Dreamer is one of the nine kittens that came to us from a barn in Potomac 6/8/20. The foster noticed right away that he would vomit while eating. This happened a few times over the course of a few hours. He went to the vet on Wednesday and it was discovered through barium x rays that he had a very narrow esophagus which would explain why he was vomiting every time he ate. The cause is not known yet, but it is suspected that it might be a Persistent Right Aortic Arch (PRAA). It has been confirmed 


Vetstreet Definition

“Persistent right aortic arch is a congenital abnormality of the blood vessels of the heart that can affect esophageal function in some dogs and less commonly, in cats. Basically, an embryonic branch of the aorta fails to regress and is wrapped around the esophagus when a puppy or kitten is born. This puts pressure on the tube, preventing the passage of food in the esophagus when the pet eats, causing regurgitation. Surgery can correct the problem, and follow-up care can usually reverse the esophageal effects, especially if done early in a pet’s life.”

Went to Bozeman on Tuesday sorry no scenic pictures. It rained and snowed all the way over there, snow can be scenic but not in June. His appointment went very well, he was seen by an Internal Specialist as well as a surgeon. They confirmed that it is PRAA.

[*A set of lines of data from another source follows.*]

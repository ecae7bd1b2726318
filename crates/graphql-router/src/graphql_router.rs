// Copyright Exograph, Inc. All rights reserved.
//
// Use of this software is governed by the Business Source License
// included in the LICENSE file at the root of this repository.
//
// As of the Change Date specified in that file, in accordance with
// the Business Source License, use of this software will be governed
// by the Apache License, Version 2.0.

use std::sync::Arc;

use async_trait::async_trait;
use bridge_env::Environment;
use common::context::{Context, ContextBuilder};
use common::env_const::get_graphql_http_path;
use common::http::{Headers, RequestHead, RequestPayload, ResponseBody, ResponsePayload};
use common::router::Router;
use http::StatusCode;
use tracing::{error, instrument};

use crate::{ExecutionEngine, OperationsPayload, format_error};

/// Populates the execution context of one request from its head (headers, path, ...).
pub type ContextBuilderFn = dyn Fn(&dyn RequestHead, &mut ContextBuilder) + Send + Sync;

pub struct GraphQLRouterConfig {
    graphql_path: String,
    context_builder: Option<Arc<ContextBuilderFn>>,
}

impl GraphQLRouterConfig {
    pub fn new(env: &dyn Environment) -> Self {
        Self {
            graphql_path: get_graphql_http_path(env),
            context_builder: None,
        }
    }

    pub fn with_context_builder(
        mut self,
        context_builder: impl Fn(&dyn RequestHead, &mut ContextBuilder) + Send + Sync + 'static,
    ) -> Self {
        self.context_builder = Some(Arc::new(context_builder));
        self
    }

    pub fn graphql_path(&self) -> &str {
        &self.graphql_path
    }

    fn suitable(&self, request_head: &(dyn RequestHead + Send + Sync)) -> bool {
        request_head.get_path() == self.graphql_path
            && request_head.get_method() == http::Method::POST
    }

    fn build_context(&self, request_head: &dyn RequestHead) -> Context {
        let mut builder = Context::builder();
        if let Some(context_builder) = &self.context_builder {
            context_builder(request_head, &mut builder);
        }
        builder.build()
    }
}

pub struct GraphQLRouter {
    engine: Arc<dyn ExecutionEngine>,
    config: Arc<GraphQLRouterConfig>,
}

impl GraphQLRouter {
    pub fn new(engine: Arc<dyn ExecutionEngine>, config: Arc<GraphQLRouterConfig>) -> Self {
        Self { engine, config }
    }
}

#[async_trait]
impl Router for GraphQLRouter {
    /// Executes the posted operation. Both successful results and engine errors are answered
    /// with `200 OK`; a body that isn't a GraphQL request is a `400`.
    #[instrument(name = "GraphQLRouter::route", skip(self, request))]
    async fn route(&self, request: &mut (dyn RequestPayload + Send)) -> Option<ResponsePayload> {
        if !self.config.suitable(request.get_head()) {
            return None;
        }

        let body = request.take_body();
        let operations_payload = match OperationsPayload::from_json(body) {
            Ok(operations_payload) => operations_payload,
            Err(e) => {
                error!("Invalid GraphQL request body: {e}");
                return Some(ResponsePayload {
                    body: ResponseBody::None,
                    headers: Headers::new(),
                    status_code: StatusCode::BAD_REQUEST,
                });
            }
        };

        let context = Arc::new(self.config.build_context(request.get_head()));

        let result = self
            .engine
            .execute(
                &operations_payload.query,
                &operations_payload.variables,
                operations_payload.operation_name.as_deref(),
                context,
            )
            .await;

        let body = match result {
            Ok(result) => result,
            Err(e) => {
                error!(error = %e, "Error while executing request");
                format_error(&e)
            }
        };

        Some(ResponsePayload {
            body: ResponseBody::Bytes(body.into_bytes()),
            headers: Headers::from_vec(vec![(
                http::header::CONTENT_TYPE.to_string(),
                "application/json".to_string(),
            )]),
            status_code: StatusCode::OK,
        })
    }
}
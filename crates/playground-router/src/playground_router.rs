// Copyright Exograph, Inc. All rights reserved.
//
// Use of this software is governed by the Business Source License
// included in the LICENSE file at the root of this repository.
//
// As of the Change Date specified in that file, in accordance with
// the Business Source License, use of this software will be governed
// by the Apache License, Version 2.0.

use std::sync::Arc;

use async_trait::async_trait;
use bridge_env::Environment;
use common::env_const::{allow_introspection, get_playground_http_path};
use common::http::{
    Headers, RequestHead, RequestPayload, ResponseBody, ResponsePayload, strip_leading_slash,
};
use common::router::Router;
use http::StatusCode;
use tracing::debug;

use crate::playground::{self, INDEX_FILE};

pub struct PlaygroundRouterConfig {
    playground_path: String,
    env: Arc<dyn Environment>,
}

impl PlaygroundRouterConfig {
    pub fn new(env: Arc<dyn Environment>) -> Self {
        Self {
            playground_path: strip_leading_slash(&get_playground_http_path(env.as_ref())),
            env,
        }
    }

    pub fn suitable(&self, request_path: &str, request_method: http::Method) -> bool {
        let request_path = strip_leading_slash(request_path);
        let under_playground = match request_path.strip_prefix(&self.playground_path) {
            Some(rest) => rest.is_empty() || rest.starts_with('/'),
            None => false,
        };

        under_playground && request_method == http::Method::GET
    }
}

pub struct PlaygroundRouter {
    config: Arc<PlaygroundRouterConfig>,
}

impl PlaygroundRouter {
    pub fn new(config: Arc<PlaygroundRouterConfig>) -> Self {
        Self { config }
    }

    fn suitable(&self, request_head: &(dyn RequestHead + Send + Sync)) -> bool {
        self.config
            .suitable(&request_head.get_path(), request_head.get_method())
    }
}

#[async_trait]
impl Router for PlaygroundRouter {
    async fn route(&self, request: &mut (dyn RequestPayload + Send)) -> Option<ResponsePayload> {
        if !self.suitable(request.get_head()) {
            return None;
        }

        let env = self.config.env.as_ref();

        if !allow_introspection(env) {
            return Some(ResponsePayload {
                body: ResponseBody::Bytes("Introspection is disabled".as_bytes().to_vec()),
                headers: Headers::new(),
                status_code: StatusCode::OK,
            });
        }

        let path = strip_leading_slash(&request.get_head().get_path());
        let asset_path = match path
            .strip_prefix(&self.config.playground_path)
            .map(strip_leading_slash)
        {
            Some(asset_path) if !asset_path.is_empty() => asset_path,
            _ => INDEX_FILE.to_string(),
        };

        debug!(asset_path = %asset_path, "Serving playground asset");

        let content_type = mime_guess::from_path(&asset_path).first_or_octet_stream();

        match playground::get_asset_bytes(&asset_path, env) {
            Some(asset) => Some(ResponsePayload {
                body: ResponseBody::Bytes(asset),
                headers: Headers::from_vec(vec![
                    (
                        http::header::CACHE_CONTROL.to_string(),
                        "no-cache".to_string(),
                    ),
                    (
                        http::header::CONTENT_TYPE.to_string(),
                        content_type.to_string(),
                    ),
                ]),
                status_code: StatusCode::OK,
            }),
            None => Some(ResponsePayload {
                body: ResponseBody::None,
                headers: Headers::new(),
                status_code: StatusCode::NOT_FOUND,
            }),
        }
    }
}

His prognosis is very good because he does not have dilation of the esophagus, it improves the chances of the surgery being a success. He is still a little small they want him to be 3lbs to do the surgery, he is about 1lb 1oz right now so sometime the end of July early part of August for the surgery. His vomiting has been reduced greatly by blending his food to milkshake consistency and feeding in a upright position.


Dreamer and his brother Thistle were a huge hit at the clinic so they got a lot of attention and a few that wanted to adopt them. Two gingers this cute are hard to resist. They will stay with their current foster until he is ready for surgery and be adopted as a bonded pair after his recovery is complete.